Review of Refuge: Stories of War (and Love) by Sunny Singh
The Hindu
Explore Sunny Singh's "Refuge: Stories of War (and Love)," an anthology revealing resilience and tenderness amid the devastation of war.
Wars upend geographies, and then pass, leaving shell-shocked people in their wake. Stories emerge, from the debris of a house, from the silent mist over a mountain, from cold kitchen fires and overturned pots, from the remnants of a childhood or a marriage.
Author and academic Sunny Singh excavates these vital scraps of tormented history, in her new collection of 13 stories, Refuge: Stories of War (and Love). Emanating from areas tethered to violence, these are narratives of the past century that thrum with prophetic urgency. And while destruction is inevitable, so is tenderness. Love seeps into dreadful places, thawing the blood, examining new scars on familiar flesh, celebrating the wounds. The parenthetical and Love of the title hints at this tentative but irresistible shift in mood.
Some of the stories heighten and depict moments of terror, shame or dishonour. In ‘The Tigress Hunts’, the first-person narrator hides in a paddy swamp, pushed into the mud by her companion, Chitti. Soldiers have arrived in their village, an occurrence that usually portends ruin. When the narrator returns to her house, she discovers her Amma and Dhanu-akka (elder sister) sprawled by the hand pump, their legs spread out, oozing blood.

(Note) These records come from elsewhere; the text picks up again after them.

use std::error::Error;
use std::fmt;

#[derive(Debug)]
pub enum ScarifError {
    IoError(std::io::Error),
    /// Malformed tag stream: negative length, unknown tag type, truncated read.
    DecodeError(String),
    /// Compression marker of a container record that is neither gzip nor zlib.
    UnsupportedCompression(u8),
    /// Palette and packed data disagree.
    DataConsistencyError(String),
    EncodeError(String),
    ConfigError(String),
}

impl ScarifError {
    pub fn decode(msg: impl Into<String>) -> Self {
        ScarifError::DecodeError(msg.into())
    }

    pub fn data(msg: impl Into<String>) -> Self {
        ScarifError::DataConsistencyError(msg.into())
    }

    pub fn encode(msg: impl Into<String>) -> Self {
        ScarifError::EncodeError(msg.into())
    }

    /// Errors that only invalidate the single container record being read.
    pub fn is_record_local(&self) -> bool {
        match self {
            ScarifError::DecodeError(_) => true,
            ScarifError::UnsupportedCompression(_) => true,
            ScarifError::DataConsistencyError(_) => true,
            ScarifError::IoError(_) => false,
            ScarifError::EncodeError(_) => false,
            ScarifError::ConfigError(_) => false,
        }
    }
}

impl fmt::Display for ScarifError {
    fn fmt(&self, f: &mut fmt::Formatter<'_>) -> fmt::Result {
        match self {
            ScarifError::IoError(err) => write!(f, "IO error: {}", err),
            ScarifError::DecodeError(msg) => write!(f, "Decode error: {}", msg),
            ScarifError::UnsupportedCompression(kind) => {
                write!(f, "Unrecognized compression type: {}", kind)
            }
            ScarifError::DataConsistencyError(msg) => write!(f, "Data error: {}", msg),
            ScarifError::EncodeError(msg) => write!(f, "Encode error: {}", msg),
            ScarifError::ConfigError(msg) => write!(f, "Config error: {}", msg),
        }
    }
}

impl Error for ScarifError {
    fn source(&self) -> Option<&(dyn Error + 'static)> {
        match self {
            ScarifError::IoError(err) => Some(err),
            _ => None,
        }
    }
}

impl From<std::io::Error> for ScarifError {
    fn from(err: std::io::Error) -> Self {
        ScarifError::IoError(err)
    }
}
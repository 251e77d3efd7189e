pub mod block_state;
pub mod chunk;
pub mod packed;
pub mod region;
pub mod registry;
pub mod section;
pub mod world;

pub use block_state::BlockState;
pub use chunk::Chunk;
pub use region::Region;
pub use registry::{BiMap, Registry};
pub use section::{PalettedContainer, Section, SECTION_BIOMES, SECTION_BLOCKS};
pub use world::{RegionCache, World};
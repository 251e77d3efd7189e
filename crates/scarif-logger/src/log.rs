use crate::severity::LogSeverity;
use crate::systime::now;
use once_cell::sync::Lazy;
use std::sync::atomic::{AtomicU8, Ordering};

// Initialised from SCARIF_LOG on first use; defaults to Info.
static MIN_SEVERITY: Lazy<AtomicU8> = Lazy::new(|| {
    let severity = std::env::var("SCARIF_LOG")
        .ok()
        .and_then(|value| value.parse::<LogSeverity>().ok())
        .unwrap_or(LogSeverity::Info);
    AtomicU8::new(severity as u8)
});

pub fn set_min_severity(severity: LogSeverity) {
    MIN_SEVERITY.store(severity as u8, Ordering::Relaxed);
}

pub fn min_severity() -> LogSeverity {
    LogSeverity::from_u8(MIN_SEVERITY.load(Ordering::Relaxed))
}

pub fn enabled(severity: LogSeverity) -> bool {
    severity >= min_severity()
}

pub fn format_line(msg: &str, log_severity: LogSeverity) -> String {
    format!("[{}] {} {}", log_severity, now(), msg)
}

pub fn log(msg: String, log_severity: LogSeverity) {
    if !enabled(log_severity) {
        return;
    }
    let line = format_line(&msg, log_severity);
    if log_severity >= LogSeverity::Warning {
        eprintln!("{}", line);
    } else {
        println!("{}", line);
    }
}
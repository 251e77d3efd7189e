use std::time::{SystemTime, UNIX_EPOCH};

/// Returns the current local time in the format YYYY-MM-DD HH:MM:SS TZ
#[cfg(unix)]
pub fn now() -> String {
    use std::ffi::CStr;

    let secs = unix_timestamp() as libc::time_t;
    let mut tm: libc::tm = unsafe { std::mem::zeroed() };
    let mut buf = [0 as libc::c_char; 100];

    unsafe {
        libc::localtime_r(&secs, &mut tm);
        let written = libc::strftime(
            buf.as_mut_ptr(),
            buf.len(),
            b"%Y-%m-%d %H:%M:%S %Z\0".as_ptr() as *const libc::c_char,
            &tm,
        );
        if written == 0 {
            return secs.to_string();
        }
        CStr::from_ptr(buf.as_ptr()).to_string_lossy().into_owned()
    }
}

/// Returns the current local time in the format YYYY-MM-DD HH:MM:SS
#[cfg(windows)]
pub fn now() -> String {
    use windows_sys::Win32::Foundation::SYSTEMTIME;
    use windows_sys::Win32::System::SystemInformation::GetLocalTime;

    let mut tm: SYSTEMTIME = unsafe { std::mem::zeroed() };
    unsafe {
        GetLocalTime(&mut tm);
    }
    format!(
        "{:04}-{:02}-{:02} {:02}:{:02}:{:02}",
        tm.wYear, tm.wMonth, tm.wDay, tm.wHour, tm.wMinute, tm.wSecond
    )
}

/// Returns the current Unix timestamp in seconds
pub fn unix_timestamp() -> i64 {
    SystemTime::now()
        .duration_since(UNIX_EPOCH)
        .map(|d| d.as_secs() as i64)
        .unwrap_or(0)
}

#[cfg(test)]
mod tests {
    use super::*;

    #[test]
    fn test_now_shape() {
        let stamp = now();
        // YYYY-MM-DD HH:MM:SS
        assert!(stamp.len() >= 19, "unexpected timestamp: {}", stamp);
        assert_eq!(&stamp[4..5], "-");
        assert_eq!(&stamp[13..14], ":");
    }

    #[test]
    fn test_unix_timestamp_is_recent() {
        assert!(unix_timestamp() > 1_600_000_000);
    }
}
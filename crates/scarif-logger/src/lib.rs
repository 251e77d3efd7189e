pub mod log;
pub mod severity;
pub mod systime;

pub use log::{log, min_severity, set_min_severity};
pub use severity::LogSeverity;
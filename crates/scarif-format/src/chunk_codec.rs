//! Byte layout of one chunk blob:
//!
//! ```text
//! varint tile_count
//!   tile:    u8 (x << 4 | z), zigzag varint y, varint length, NBT compound without x/y/z
//! varint section_count
//!   section: i8 y
//!            varint block_palette_len, per entry: string name, varint property_count,
//!                                                 property_count * (string key, string value)
//!            4096 varint indices in block layout order, only when block_palette_len >= 2
//!            varint biome_palette_len, per entry: string name
//!            64 varint indices in linear order, only when biome_palette_len >= 2
//! ```
//!
//! Palettes are reordered by usage before writing, so equal chunks give equal bytes.

use crate::buffer::BlobBuffer;
use crate::hilbert::BlockLayout;
use crate::palette_order::reorder_by_frequency;
use scarif_common::{Coord2, Coord3, Result, ScarifError};
use scarif_nbt::{Compound, Tag};
use scarif_world::{BlockState, Chunk, PalettedContainer, Section, SECTION_BIOMES, SECTION_BLOCKS};
use std::collections::BTreeMap;

const TILE_POSITION_KEYS: [&str; 3] = ["x", "y", "z"];

pub fn encode_chunk(chunk: &Chunk, layout: BlockLayout) -> Result<Vec<u8>> {
    let mut buffer = BlobBuffer::new();

    buffer.write_varint(chunk.tiles().len() as u64);
    for (pos, tile) in chunk.tiles() {
        write_tile(&mut buffer, *pos, tile)?;
    }

    buffer.write_varint(chunk.sections().len() as u64);
    for section in chunk.sections() {
        write_section(&mut buffer, section, layout)?;
    }

    Ok(buffer.into_inner())
}

/// Rebuilds a chunk from its blob. Tile payloads get absolute `x`/`y`/`z` back; the
/// schema version is not stored and comes back as 0.
pub fn decode_chunk(bytes: &[u8], coord: Coord2, layout: BlockLayout) -> Result<Chunk> {
    let mut buffer = BlobBuffer::from_bytes(bytes.to_vec());

    let tile_count = buffer.read_varint_as::<usize>("tile count")?;
    let mut tiles = BTreeMap::new();
    for _ in 0..tile_count {
        let (pos, tile) = read_tile(&mut buffer, coord)?;
        tiles.insert(pos, tile);
    }

    let section_count = buffer.read_varint_as::<usize>("section count")?;
    let mut sections = Vec::with_capacity(section_count.min(64));
    for _ in 0..section_count {
        sections.push(read_section(&mut buffer, layout)?);
    }

    if buffer.remaining() != 0 {
        return Err(ScarifError::decode(format!(
            "{} trailing bytes after chunk {}",
            buffer.remaining(),
            coord
        )));
    }

    Ok(Chunk::new(coord, 0, sections, tiles))
}

fn write_tile(buffer: &mut BlobBuffer, pos: Coord3, tile: &Compound) -> Result<()> {
    buffer.write_u8((((pos.x & 0xF) << 4) | (pos.z & 0xF)) as u8);
    buffer.write_signed_varint(pos.y as i64);

    let mut stripped = tile.clone();
    for key in TILE_POSITION_KEYS {
        stripped.remove(key);
    }
    let nbt = Tag::Compound(stripped).to_bytes()?;
    buffer.write_varint(nbt.len() as u64);
    buffer.write_bytes(&nbt);
    Ok(())
}

fn read_tile(buffer: &mut BlobBuffer, coord: Coord2) -> Result<(Coord3, Compound)> {
    let packed = buffer.read_u8()?;
    let y = buffer.read_signed_varint()?;
    let y = i32::try_from(y).map_err(|_| ScarifError::decode(format!("tile y {} out of range", y)))?;
    let pos = Coord3::new((packed >> 4) as i32, y, (packed & 0xF) as i32);

    let length = buffer.read_varint_as::<usize>("tile length")?;
    let mut nbt = buffer.read_bytes(length)?;
    let (_, tag) = Tag::read(&mut nbt)?;
    let mut tile = match tag {
        Tag::Compound(compound) => compound,
        _ => return Err(ScarifError::decode("tile payload is not a compound")),
    };

    tile.insert("x".to_string(), Tag::Int(absolute(coord.x, pos.x)?));
    tile.insert("y".to_string(), Tag::Int(pos.y));
    tile.insert("z".to_string(), Tag::Int(absolute(coord.z, pos.z)?));
    Ok((pos, tile))
}

fn absolute(chunk: i32, local: i32) -> Result<i32> {
    chunk
        .checked_mul(16)
        .and_then(|base| base.checked_add(local))
        .ok_or_else(|| ScarifError::decode(format!("chunk coordinate {} out of range", chunk)))
}

fn write_section(buffer: &mut BlobBuffer, section: &Section, layout: BlockLayout) -> Result<()> {
    buffer.write_u8(section.y as u8);

    let blocks = reorder_by_frequency(&section.blocks)?;
    buffer.write_varint(blocks.palette().len() as u64);
    for state in blocks.palette() {
        buffer.write_string(&state.name);
        buffer.write_varint(state.properties.len() as u64);
        for (key, value) in &state.properties {
            buffer.write_string(key);
            buffer.write_string(value);
        }
    }
    if let Some(indices) = blocks.indices() {
        for step in 0..SECTION_BLOCKS {
            buffer.write_varint(indices[layout.linear_index(step)] as u64);
        }
    }

    let biomes = reorder_by_frequency(&section.biomes)?;
    buffer.write_varint(biomes.palette().len() as u64);
    for biome in biomes.palette() {
        buffer.write_string(biome);
    }
    if let Some(indices) = biomes.indices() {
        for &index in indices {
            buffer.write_varint(index as u64);
        }
    }
    Ok(())
}

fn read_section(buffer: &mut BlobBuffer, layout: BlockLayout) -> Result<Section> {
    let y = buffer.read_u8()? as i8;

    let palette_len = buffer.read_varint_as::<usize>("block palette length")?;
    if palette_len == 0 {
        return Err(ScarifError::decode(format!("section {} has an empty block palette", y)));
    }
    let mut palette = Vec::with_capacity(palette_len.min(SECTION_BLOCKS));
    for _ in 0..palette_len {
        let mut state = BlockState::new(buffer.read_string()?);
        let property_count = buffer.read_varint_as::<usize>("property count")?;
        for _ in 0..property_count {
            let key = buffer.read_string()?;
            let value = buffer.read_string()?;
            state.properties.insert(key, value);
        }
        palette.push(state);
    }
    let indices = if palette.len() >= 2 {
        let mut indices = vec![0u16; SECTION_BLOCKS];
        for step in 0..SECTION_BLOCKS {
            indices[layout.linear_index(step)] = buffer.read_varint_as("block index")?;
        }
        Some(indices)
    } else {
        None
    };
    let blocks = PalettedContainer::new(palette, indices)?;

    let biome_len = buffer.read_varint_as::<usize>("biome palette length")?;
    let mut biome_palette = Vec::with_capacity(biome_len.min(SECTION_BIOMES));
    for _ in 0..biome_len {
        biome_palette.push(buffer.read_string()?);
    }
    let biome_indices = if biome_palette.len() >= 2 {
        let mut indices = Vec::with_capacity(SECTION_BIOMES);
        for _ in 0..SECTION_BIOMES {
            indices.push(buffer.read_varint_as("biome index")?);
        }
        Some(indices)
    } else {
        None
    };
    let biomes = PalettedContainer::new(biome_palette, biome_indices)?;

    Ok(Section { y, blocks, biomes })
}

#[cfg(test)]
mod tests {
    use super::*;
    use assert_matches::assert_matches;

    fn stone_and_air() -> Section {
        let palette = vec![BlockState::new("minecraft:air"), BlockState::new("minecraft:stone")];
        let mut indices = vec![1u16; SECTION_BLOCKS];
        indices[Section::block_index(3, 4, 5)] = 0;
        Section {
            y: 0,
            blocks: PalettedContainer::new(palette, Some(indices)).unwrap(),
            biomes: PalettedContainer::single("minecraft:plains".to_string()),
        }
    }

    fn chest_tile(x: i32, y: i32, z: i32) -> Compound {
        let mut tile = Compound::new();
        tile.insert("id".to_string(), Tag::String("minecraft:chest".into()));
        tile.insert("x".to_string(), Tag::Int(x));
        tile.insert("y".to_string(), Tag::Int(y));
        tile.insert("z".to_string(), Tag::Int(z));
        tile
    }

    fn assert_same_blocks(a: &Chunk, b: &Chunk) {
        assert_eq!(a.sections().len(), b.sections().len());
        for (left, right) in a.sections().iter().zip(b.sections()) {
            assert_eq!(left.y, right.y);
            for i in 0..SECTION_BLOCKS {
                let (x, y, z) = (i & 15, i >> 8, (i >> 4) & 15);
                assert_eq!(left.block_state(x, y, z), right.block_state(x, y, z));
                assert_eq!(left.biome(x, y, z), right.biome(x, y, z));
            }
        }
    }

    #[test]
    fn test_decode_restores_blocks_in_both_layouts() {
        let air = Section {
            y: 1,
            blocks: PalettedContainer::single(BlockState::new("minecraft:air")),
            biomes: PalettedContainer::empty(),
        };
        let chunk = Chunk::new(Coord2::new(0, 0), 3465, vec![stone_and_air(), air], BTreeMap::new());

        for layout in [BlockLayout::Linear, BlockLayout::Hilbert] {
            let blob = encode_chunk(&chunk, layout).unwrap();
            let decoded = decode_chunk(&blob, chunk.coord, layout).unwrap();
            assert_same_blocks(&chunk, &decoded);
            assert_eq!(
                decoded.section(0).unwrap().block_state(3, 4, 5).name,
                "minecraft:air"
            );
        }
    }

    #[test]
    fn test_palette_order_does_not_change_bytes() {
        let section = stone_and_air();
        let flipped_palette = vec![BlockState::new("minecraft:stone"), BlockState::new("minecraft:air")];
        let flipped_indices = section.blocks.indices().unwrap().iter().map(|&i| 1 - i).collect();
        let flipped = Section {
            y: 0,
            blocks: PalettedContainer::new(flipped_palette, Some(flipped_indices)).unwrap(),
            biomes: section.biomes.clone(),
        };

        let a = Chunk::new(Coord2::new(0, 0), 3465, vec![section], BTreeMap::new());
        let b = Chunk::new(Coord2::new(9, 9), 3465, vec![flipped], BTreeMap::new());
        assert_eq!(
            encode_chunk(&a, BlockLayout::Hilbert).unwrap(),
            encode_chunk(&b, BlockLayout::Hilbert).unwrap()
        );
    }

    #[test]
    fn test_single_entry_palette_has_no_indices() {
        let section = Section {
            y: -2,
            blocks: PalettedContainer::single(BlockState::new("minecraft:deepslate")),
            biomes: PalettedContainer::empty(),
        };
        let chunk = Chunk::new(Coord2::new(1, 1), 3465, vec![section], BTreeMap::new());
        let blob = encode_chunk(&chunk, BlockLayout::Hilbert).unwrap();

        // tiles, sections, y, palette len, name, property count, biome palette len
        let expected_len = 1 + 1 + 1 + 1 + (1 + "minecraft:deepslate".len()) + 1 + 1;
        assert_eq!(blob.len(), expected_len);

        let decoded = decode_chunk(&blob, chunk.coord, BlockLayout::Hilbert).unwrap();
        let section = decoded.section(-2).unwrap();
        assert!(section.blocks.indices().is_none());
        for i in 0..SECTION_BLOCKS {
            let (x, y, z) = (i & 15, i >> 8, (i >> 4) & 15);
            assert_eq!(section.block_state(x, y, z).name, "minecraft:deepslate");
        }
    }

    #[test]
    fn test_tiles_lose_and_regain_position() {
        let coord = Coord2::new(-2, 3);
        let absolute = Coord3::new(-29, -40, 55);
        let mut tiles = BTreeMap::new();
        tiles.insert(absolute.chunk_local(), chest_tile(absolute.x, absolute.y, absolute.z));
        let chunk = Chunk::new(coord, 3465, vec![stone_and_air()], tiles);

        let blob = encode_chunk(&chunk, BlockLayout::Linear).unwrap();
        let decoded = decode_chunk(&blob, coord, BlockLayout::Linear).unwrap();
        assert_eq!(decoded.tiles(), chunk.tiles());

        // Moving the same chest to another chunk gives the same blob.
        let mut moved = BTreeMap::new();
        moved.insert(absolute.chunk_local(), chest_tile(3 + 160, -40, 7 + 160));
        let other = Chunk::new(Coord2::new(10, 10), 3465, vec![stone_and_air()], moved);
        assert_eq!(encode_chunk(&other, BlockLayout::Linear).unwrap(), blob);
    }

    #[test]
    fn test_properties_survive() {
        let palette = vec![
            BlockState::new("minecraft:oak_stairs")
                .with_property("facing", "east")
                .with_property("half", "top"),
            BlockState::new("minecraft:air"),
        ];
        let indices: Vec<u16> = (0..SECTION_BLOCKS).map(|i| (i % 7 == 0) as u16).collect();
        let section = Section {
            y: 4,
            blocks: PalettedContainer::new(palette, Some(indices)).unwrap(),
            biomes: PalettedContainer::new(
                vec!["minecraft:plains".to_string(), "minecraft:river".to_string()],
                Some((0..SECTION_BIOMES).map(|i| (i % 2) as u16).collect()),
            )
            .unwrap(),
        };
        let chunk = Chunk::new(Coord2::new(0, 0), 3465, vec![section], BTreeMap::new());

        let blob = encode_chunk(&chunk, BlockLayout::Hilbert).unwrap();
        let decoded = decode_chunk(&blob, chunk.coord, BlockLayout::Hilbert).unwrap();
        assert_same_blocks(&chunk, &decoded);
    }

    #[test]
    fn test_truncated_blob() {
        let chunk = Chunk::new(Coord2::new(0, 0), 3465, vec![stone_and_air()], BTreeMap::new());
        let blob = encode_chunk(&chunk, BlockLayout::Linear).unwrap();
        assert_matches!(
            decode_chunk(&blob[..blob.len() - 3], chunk.coord, BlockLayout::Linear),
            Err(ScarifError::DecodeError(_))
        );
    }

    #[test]
    fn test_empty_block_palette_rejected() {
        // One section at y 0 with no block palette entries.
        let blob = [0, 1, 0, 0, 0];
        assert_matches!(
            decode_chunk(&blob, Coord2::new(0, 0), BlockLayout::Linear),
            Err(ScarifError::DecodeError(_))
        );
    }

    #[test]
    fn test_tile_coordinate_overflow() {
        let mut tiles = BTreeMap::new();
        tiles.insert(Coord3::new(1, 64, 2), chest_tile(1, 64, 2));
        let chunk = Chunk::new(Coord2::new(0, 0), 3465, vec![stone_and_air()], tiles);
        let blob = encode_chunk(&chunk, BlockLayout::Linear).unwrap();

        assert_matches!(
            decode_chunk(&blob, Coord2::new(i32::MAX, 0), BlockLayout::Linear),
            Err(ScarifError::DecodeError(_))
        );
        let far = decode_chunk(&blob, Coord2::new(-(1 << 27), 0), BlockLayout::Linear).unwrap();
        assert_eq!(
            far.tile(Coord3::new(1, 64, 2)).unwrap().get("x"),
            Some(&Tag::Int(i32::MIN + 1))
        );
    }

    #[test]
    fn test_trailing_bytes() {
        let chunk = Chunk::new(Coord2::new(0, 0), 3465, vec![], BTreeMap::new());
        let mut blob = encode_chunk(&chunk, BlockLayout::Linear).unwrap();
        blob.push(0);
        assert_matches!(
            decode_chunk(&blob, chunk.coord, BlockLayout::Linear),
            Err(ScarifError::DecodeError(_))
        );
    }
}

Women, fragile repositories of carnage, inhabit these pages as benumbed protagonists. In ‘Friday Morning Coffee’, set amidst the insurgencies in former Yugoslavia, Nusreta, who has been raped over and over again, serves coffee to one of the officers who assures her that the other men will not return if the coffee is good. The narrative digresses from the atrocities to linger on the process of making coffee: “When the foam is full and creamy, the brew below it thick and dark as sludge, she adds a splash of water and brings it to the table to settle.” A temporary normalcy engulfs the room, but the delusion is broken, when, in a tiny act of defiance, she serves him coffee in a feminine cup covered in yellow flowers, because, “He doesn’t deserve a man’s cup.”
Author and academic Sunny Singh. | Photo Credit: Instagram.com
Normalcy, or a deep longing to resurrect a beloved home, to undo bereavement and repair truncated families, pervades the pages of this collection. The story ‘Not My Mountains’ ripples with patrolling officer Edgar’s recollections of the blooming hills and valleys that are his home, as he stands vigil on a viciously cold mountainside. In one of the more restrained, delicately-told stories, ‘Faded Serge and Yellowed Lace’, frail old Carmelita sits on a bench facing the municipal offices in a plaza in Madrid. She caresses, obsessively, three pieces of cloth that once belonged to her father and her two brothers who were killed in the Spanish civil war. Her daily, melancholic ritual is mirrored in yet another tale, ‘The Wait’, in which Mrs. Sharma sits on an easy chair in her veranda, waiting for her husband, Squadron Leader A.K. Sharma, to return from war. She has been waiting for 30 years. She has scoured the prisons of Islamabad, Quetta, Multan and Karachi, searching for her husband, thrusting a faded photograph at the prisoners, former officers with petrified eyes, driven to insanity.